Content starts

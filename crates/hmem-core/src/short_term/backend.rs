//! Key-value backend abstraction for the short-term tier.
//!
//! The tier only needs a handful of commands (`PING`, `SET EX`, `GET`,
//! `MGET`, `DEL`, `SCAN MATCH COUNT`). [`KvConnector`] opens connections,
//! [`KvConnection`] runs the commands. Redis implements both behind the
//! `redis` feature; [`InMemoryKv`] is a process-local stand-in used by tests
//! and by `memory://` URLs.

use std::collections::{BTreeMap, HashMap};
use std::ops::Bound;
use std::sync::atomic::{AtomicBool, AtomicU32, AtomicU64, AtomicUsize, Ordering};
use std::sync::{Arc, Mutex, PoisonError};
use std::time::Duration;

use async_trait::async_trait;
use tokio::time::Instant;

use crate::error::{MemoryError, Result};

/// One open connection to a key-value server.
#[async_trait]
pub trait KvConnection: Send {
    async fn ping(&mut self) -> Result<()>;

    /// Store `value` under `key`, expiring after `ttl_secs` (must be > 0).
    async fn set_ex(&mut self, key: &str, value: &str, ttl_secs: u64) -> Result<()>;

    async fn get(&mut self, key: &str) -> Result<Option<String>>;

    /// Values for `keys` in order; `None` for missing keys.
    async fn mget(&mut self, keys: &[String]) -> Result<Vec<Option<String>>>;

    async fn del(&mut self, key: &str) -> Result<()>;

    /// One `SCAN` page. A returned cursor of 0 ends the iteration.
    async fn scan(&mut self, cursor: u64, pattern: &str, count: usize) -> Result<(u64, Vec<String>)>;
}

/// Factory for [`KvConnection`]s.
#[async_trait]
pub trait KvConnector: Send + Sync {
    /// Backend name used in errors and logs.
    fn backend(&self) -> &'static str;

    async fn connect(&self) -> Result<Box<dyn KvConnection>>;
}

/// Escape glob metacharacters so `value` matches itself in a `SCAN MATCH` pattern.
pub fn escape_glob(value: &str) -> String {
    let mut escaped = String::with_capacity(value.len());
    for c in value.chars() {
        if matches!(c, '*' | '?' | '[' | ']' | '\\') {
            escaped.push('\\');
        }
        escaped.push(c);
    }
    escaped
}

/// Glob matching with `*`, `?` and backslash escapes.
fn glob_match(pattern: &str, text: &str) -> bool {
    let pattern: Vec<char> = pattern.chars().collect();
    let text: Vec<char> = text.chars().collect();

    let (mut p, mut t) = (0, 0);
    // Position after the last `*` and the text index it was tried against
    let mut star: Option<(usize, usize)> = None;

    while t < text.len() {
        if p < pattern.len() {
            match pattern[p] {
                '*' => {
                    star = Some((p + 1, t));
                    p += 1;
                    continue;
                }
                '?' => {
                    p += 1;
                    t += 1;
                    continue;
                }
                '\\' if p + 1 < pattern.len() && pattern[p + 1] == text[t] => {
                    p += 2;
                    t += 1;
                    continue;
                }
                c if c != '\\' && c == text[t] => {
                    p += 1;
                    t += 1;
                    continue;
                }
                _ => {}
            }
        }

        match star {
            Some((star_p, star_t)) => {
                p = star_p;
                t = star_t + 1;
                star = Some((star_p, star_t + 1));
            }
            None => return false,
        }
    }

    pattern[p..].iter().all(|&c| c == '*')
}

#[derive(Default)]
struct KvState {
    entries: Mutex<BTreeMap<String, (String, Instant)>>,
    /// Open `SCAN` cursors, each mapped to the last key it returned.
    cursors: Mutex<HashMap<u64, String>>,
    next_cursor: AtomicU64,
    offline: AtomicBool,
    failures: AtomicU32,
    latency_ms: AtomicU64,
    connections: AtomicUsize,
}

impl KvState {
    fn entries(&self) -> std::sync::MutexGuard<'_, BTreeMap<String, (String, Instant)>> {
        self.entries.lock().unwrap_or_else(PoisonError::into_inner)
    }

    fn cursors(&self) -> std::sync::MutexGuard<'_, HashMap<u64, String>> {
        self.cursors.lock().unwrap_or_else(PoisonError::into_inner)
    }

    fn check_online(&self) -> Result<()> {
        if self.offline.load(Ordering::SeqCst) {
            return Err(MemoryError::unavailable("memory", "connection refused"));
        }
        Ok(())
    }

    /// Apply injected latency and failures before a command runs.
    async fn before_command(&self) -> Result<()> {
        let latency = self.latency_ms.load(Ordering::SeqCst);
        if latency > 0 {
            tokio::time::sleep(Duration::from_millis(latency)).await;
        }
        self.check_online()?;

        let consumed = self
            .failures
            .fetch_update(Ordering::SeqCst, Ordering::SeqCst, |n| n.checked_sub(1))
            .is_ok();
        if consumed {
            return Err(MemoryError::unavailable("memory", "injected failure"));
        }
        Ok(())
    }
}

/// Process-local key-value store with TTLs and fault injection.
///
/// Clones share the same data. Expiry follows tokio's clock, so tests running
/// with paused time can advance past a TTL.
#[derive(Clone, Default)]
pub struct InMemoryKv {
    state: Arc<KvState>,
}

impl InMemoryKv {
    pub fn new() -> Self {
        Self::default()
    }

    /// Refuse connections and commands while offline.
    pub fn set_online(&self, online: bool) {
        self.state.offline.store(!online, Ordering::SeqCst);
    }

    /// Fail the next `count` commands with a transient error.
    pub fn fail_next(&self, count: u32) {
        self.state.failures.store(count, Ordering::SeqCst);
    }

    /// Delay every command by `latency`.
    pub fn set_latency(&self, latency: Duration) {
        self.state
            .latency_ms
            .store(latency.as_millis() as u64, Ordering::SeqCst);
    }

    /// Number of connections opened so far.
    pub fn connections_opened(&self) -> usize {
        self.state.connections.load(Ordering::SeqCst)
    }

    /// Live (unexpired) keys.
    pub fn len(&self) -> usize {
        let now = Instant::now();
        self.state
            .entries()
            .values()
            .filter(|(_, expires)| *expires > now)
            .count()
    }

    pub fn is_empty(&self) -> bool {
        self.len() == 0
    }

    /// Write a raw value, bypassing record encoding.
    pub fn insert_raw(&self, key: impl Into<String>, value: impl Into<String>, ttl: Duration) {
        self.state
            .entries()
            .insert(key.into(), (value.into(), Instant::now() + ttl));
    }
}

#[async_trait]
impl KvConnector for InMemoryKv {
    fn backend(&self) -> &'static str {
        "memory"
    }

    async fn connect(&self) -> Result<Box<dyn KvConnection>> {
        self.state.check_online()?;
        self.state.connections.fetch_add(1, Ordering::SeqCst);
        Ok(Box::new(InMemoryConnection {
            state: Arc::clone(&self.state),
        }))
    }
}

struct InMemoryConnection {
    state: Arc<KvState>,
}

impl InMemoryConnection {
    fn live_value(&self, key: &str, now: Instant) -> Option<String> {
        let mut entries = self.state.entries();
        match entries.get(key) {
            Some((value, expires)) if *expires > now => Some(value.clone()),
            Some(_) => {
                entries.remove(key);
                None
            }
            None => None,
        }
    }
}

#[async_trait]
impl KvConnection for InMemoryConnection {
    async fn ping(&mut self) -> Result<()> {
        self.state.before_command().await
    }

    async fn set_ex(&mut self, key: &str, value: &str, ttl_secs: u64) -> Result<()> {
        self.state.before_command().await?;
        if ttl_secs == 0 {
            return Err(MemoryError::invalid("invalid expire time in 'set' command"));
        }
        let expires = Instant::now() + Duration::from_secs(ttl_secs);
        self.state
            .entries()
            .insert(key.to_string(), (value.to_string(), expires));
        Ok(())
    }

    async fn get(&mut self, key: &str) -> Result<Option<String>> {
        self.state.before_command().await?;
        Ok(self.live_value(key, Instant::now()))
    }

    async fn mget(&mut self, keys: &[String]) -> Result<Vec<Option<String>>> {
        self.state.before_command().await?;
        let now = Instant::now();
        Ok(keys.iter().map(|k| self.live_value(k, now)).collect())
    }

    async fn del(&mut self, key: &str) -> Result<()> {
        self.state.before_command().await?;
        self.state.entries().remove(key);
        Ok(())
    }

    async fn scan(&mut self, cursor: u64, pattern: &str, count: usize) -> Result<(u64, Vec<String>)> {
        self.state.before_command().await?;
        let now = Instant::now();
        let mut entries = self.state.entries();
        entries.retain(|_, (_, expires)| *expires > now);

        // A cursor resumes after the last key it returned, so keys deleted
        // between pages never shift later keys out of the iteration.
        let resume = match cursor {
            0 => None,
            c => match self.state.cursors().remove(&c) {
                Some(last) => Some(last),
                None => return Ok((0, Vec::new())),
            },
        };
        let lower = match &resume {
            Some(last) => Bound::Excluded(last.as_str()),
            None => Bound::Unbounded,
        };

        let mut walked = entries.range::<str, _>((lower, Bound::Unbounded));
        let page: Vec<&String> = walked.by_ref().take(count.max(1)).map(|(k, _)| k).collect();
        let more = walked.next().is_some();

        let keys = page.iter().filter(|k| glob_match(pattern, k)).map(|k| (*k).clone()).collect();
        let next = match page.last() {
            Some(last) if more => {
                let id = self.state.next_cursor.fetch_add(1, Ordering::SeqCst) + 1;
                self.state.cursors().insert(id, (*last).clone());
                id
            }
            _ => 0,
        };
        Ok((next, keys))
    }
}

Content ends
Content starts

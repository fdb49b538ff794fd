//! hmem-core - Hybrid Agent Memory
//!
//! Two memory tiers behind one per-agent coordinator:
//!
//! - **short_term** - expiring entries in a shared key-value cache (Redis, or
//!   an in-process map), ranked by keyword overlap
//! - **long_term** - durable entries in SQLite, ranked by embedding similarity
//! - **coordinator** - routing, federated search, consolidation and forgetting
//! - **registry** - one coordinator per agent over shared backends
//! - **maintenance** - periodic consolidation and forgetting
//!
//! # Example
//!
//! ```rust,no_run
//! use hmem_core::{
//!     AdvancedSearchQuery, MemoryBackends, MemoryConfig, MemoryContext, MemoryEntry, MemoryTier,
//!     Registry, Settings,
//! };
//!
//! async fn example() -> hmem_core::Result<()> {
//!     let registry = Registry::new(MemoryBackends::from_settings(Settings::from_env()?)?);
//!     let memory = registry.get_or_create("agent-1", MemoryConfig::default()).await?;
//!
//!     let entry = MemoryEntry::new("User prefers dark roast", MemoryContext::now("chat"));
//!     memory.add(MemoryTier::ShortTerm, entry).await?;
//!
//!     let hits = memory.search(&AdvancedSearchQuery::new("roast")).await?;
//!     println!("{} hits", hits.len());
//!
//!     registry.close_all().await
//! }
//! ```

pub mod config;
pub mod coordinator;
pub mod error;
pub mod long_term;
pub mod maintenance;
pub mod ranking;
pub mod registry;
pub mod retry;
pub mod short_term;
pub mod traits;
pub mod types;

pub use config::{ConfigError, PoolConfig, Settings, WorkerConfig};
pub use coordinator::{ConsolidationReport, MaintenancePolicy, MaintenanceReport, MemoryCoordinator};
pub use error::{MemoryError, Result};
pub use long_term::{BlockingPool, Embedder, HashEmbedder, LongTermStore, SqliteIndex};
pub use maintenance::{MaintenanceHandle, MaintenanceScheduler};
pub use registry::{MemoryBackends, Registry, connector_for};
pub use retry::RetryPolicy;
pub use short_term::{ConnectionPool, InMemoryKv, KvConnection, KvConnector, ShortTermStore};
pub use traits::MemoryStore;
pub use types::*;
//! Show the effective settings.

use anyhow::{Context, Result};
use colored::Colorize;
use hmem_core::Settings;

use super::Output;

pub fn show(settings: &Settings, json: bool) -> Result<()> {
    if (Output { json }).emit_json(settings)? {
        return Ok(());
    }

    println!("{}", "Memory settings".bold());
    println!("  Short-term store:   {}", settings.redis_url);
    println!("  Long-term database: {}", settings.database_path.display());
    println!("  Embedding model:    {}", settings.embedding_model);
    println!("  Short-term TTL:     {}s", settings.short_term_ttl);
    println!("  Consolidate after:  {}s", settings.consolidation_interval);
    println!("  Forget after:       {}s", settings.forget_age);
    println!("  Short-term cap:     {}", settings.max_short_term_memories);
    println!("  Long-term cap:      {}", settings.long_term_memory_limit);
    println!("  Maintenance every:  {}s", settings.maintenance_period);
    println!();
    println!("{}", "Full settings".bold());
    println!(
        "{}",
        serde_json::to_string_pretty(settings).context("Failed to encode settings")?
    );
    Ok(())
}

Content ends
Content starts

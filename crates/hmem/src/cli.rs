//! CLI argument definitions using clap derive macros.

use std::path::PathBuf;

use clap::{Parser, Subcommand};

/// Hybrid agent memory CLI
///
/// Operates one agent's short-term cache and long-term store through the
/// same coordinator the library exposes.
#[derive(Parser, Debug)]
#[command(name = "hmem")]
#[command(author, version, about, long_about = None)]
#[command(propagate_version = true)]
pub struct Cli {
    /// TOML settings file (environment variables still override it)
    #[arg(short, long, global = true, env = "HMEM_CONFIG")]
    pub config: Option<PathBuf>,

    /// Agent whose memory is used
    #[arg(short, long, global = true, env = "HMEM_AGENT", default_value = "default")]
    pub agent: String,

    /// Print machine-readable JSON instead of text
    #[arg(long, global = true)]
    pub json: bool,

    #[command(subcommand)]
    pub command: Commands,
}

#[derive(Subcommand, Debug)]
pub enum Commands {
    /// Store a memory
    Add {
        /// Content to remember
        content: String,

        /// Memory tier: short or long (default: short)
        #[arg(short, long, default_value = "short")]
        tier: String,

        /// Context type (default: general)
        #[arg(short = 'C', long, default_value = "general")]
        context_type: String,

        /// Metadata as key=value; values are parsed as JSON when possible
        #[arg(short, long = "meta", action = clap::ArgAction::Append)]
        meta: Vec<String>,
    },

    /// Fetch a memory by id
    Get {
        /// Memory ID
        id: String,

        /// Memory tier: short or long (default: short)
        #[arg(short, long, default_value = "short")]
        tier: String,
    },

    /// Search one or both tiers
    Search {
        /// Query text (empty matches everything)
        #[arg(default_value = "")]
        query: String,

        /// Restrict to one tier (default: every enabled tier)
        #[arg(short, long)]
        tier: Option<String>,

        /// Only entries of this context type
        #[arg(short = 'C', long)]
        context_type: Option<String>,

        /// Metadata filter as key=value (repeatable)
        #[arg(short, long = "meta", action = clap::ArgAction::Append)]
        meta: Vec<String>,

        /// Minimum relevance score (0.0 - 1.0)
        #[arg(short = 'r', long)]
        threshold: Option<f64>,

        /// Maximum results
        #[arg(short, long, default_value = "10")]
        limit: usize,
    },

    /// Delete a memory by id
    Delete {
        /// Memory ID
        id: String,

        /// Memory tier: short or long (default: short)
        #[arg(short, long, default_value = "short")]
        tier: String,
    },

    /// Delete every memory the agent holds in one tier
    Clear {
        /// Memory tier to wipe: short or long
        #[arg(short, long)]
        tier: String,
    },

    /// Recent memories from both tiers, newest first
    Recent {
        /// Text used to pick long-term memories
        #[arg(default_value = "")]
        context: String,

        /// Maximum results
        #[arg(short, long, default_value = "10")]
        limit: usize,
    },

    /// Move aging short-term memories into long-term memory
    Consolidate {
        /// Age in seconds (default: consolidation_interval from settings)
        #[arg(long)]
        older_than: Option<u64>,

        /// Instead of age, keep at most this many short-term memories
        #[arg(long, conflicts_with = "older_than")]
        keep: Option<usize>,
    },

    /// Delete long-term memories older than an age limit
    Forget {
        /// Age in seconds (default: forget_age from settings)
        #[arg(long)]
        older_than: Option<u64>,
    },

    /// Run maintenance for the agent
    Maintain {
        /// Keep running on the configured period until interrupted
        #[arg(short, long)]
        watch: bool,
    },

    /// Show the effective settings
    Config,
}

Content ends

DIRECTIONS FOR THIS TASK: Taking the records above, retype every line from the one with "filename crates/hmem-core/src/short_term/backend.rs" down to the one with "escaped.push('\\');", exactly and with nothing else.

SOLUTION TO THE PROBLEM:
filename crates/hmem-core/src/short_term/backend.rs
//! Key-value backend abstraction for the short-term tier.
//!
//! The tier only needs a handful of commands (`PING`, `SET EX`, `GET`,
//! `MGET`, `DEL`, `SCAN MATCH COUNT`). [`KvConnector`] opens connections,
//! [`KvConnection`] runs the commands. Redis implements both behind the
//! `redis` feature; [`InMemoryKv`] is a process-local stand-in used by tests
//! and by `memory://` URLs.

use std::collections::{BTreeMap, HashMap};
use std::ops::Bound;
use std::sync::atomic::{AtomicBool, AtomicU32, AtomicU64, AtomicUsize, Ordering};
use std::sync::{Arc, Mutex, PoisonError};
use std::time::Duration;

use async_trait::async_trait;
use tokio::time::Instant;

use crate::error::{MemoryError, Result};

/// One open connection to a key-value server.
#[async_trait]
pub trait KvConnection: Send {
    async fn ping(&mut self) -> Result<()>;

    /// Store `value` under `key`, expiring after `ttl_secs` (must be > 0).
    async fn set_ex(&mut self, key: &str, value: &str, ttl_secs: u64) -> Result<()>;

    async fn get(&mut self, key: &str) -> Result<Option<String>>;

    /// Values for `keys` in order; `None` for missing keys.
    async fn mget(&mut self, keys: &[String]) -> Result<Vec<Option<String>>>;

    async fn del(&mut self, key: &str) -> Result<()>;

    /// One `SCAN` page. A returned cursor of 0 ends the iteration.
    async fn scan(&mut self, cursor: u64, pattern: &str, count: usize) -> Result<(u64, Vec<String>)>;
}

/// Factory for [`KvConnection`]s.
#[async_trait]
pub trait KvConnector: Send + Sync {
    /// Backend name used in errors and logs.
    fn backend(&self) -> &'static str;

    async fn connect(&self) -> Result<Box<dyn KvConnection>>;
}

/// Escape glob metacharacters so `value` matches itself in a `SCAN MATCH` pattern.
pub fn escape_glob(value: &str) -> String {
    let mut escaped = String::with_capacity(value.len());
    for c in value.chars() {
        if matches!(c, '*' | '?' | '[' | ']' | '\\') {
            escaped.push('\\');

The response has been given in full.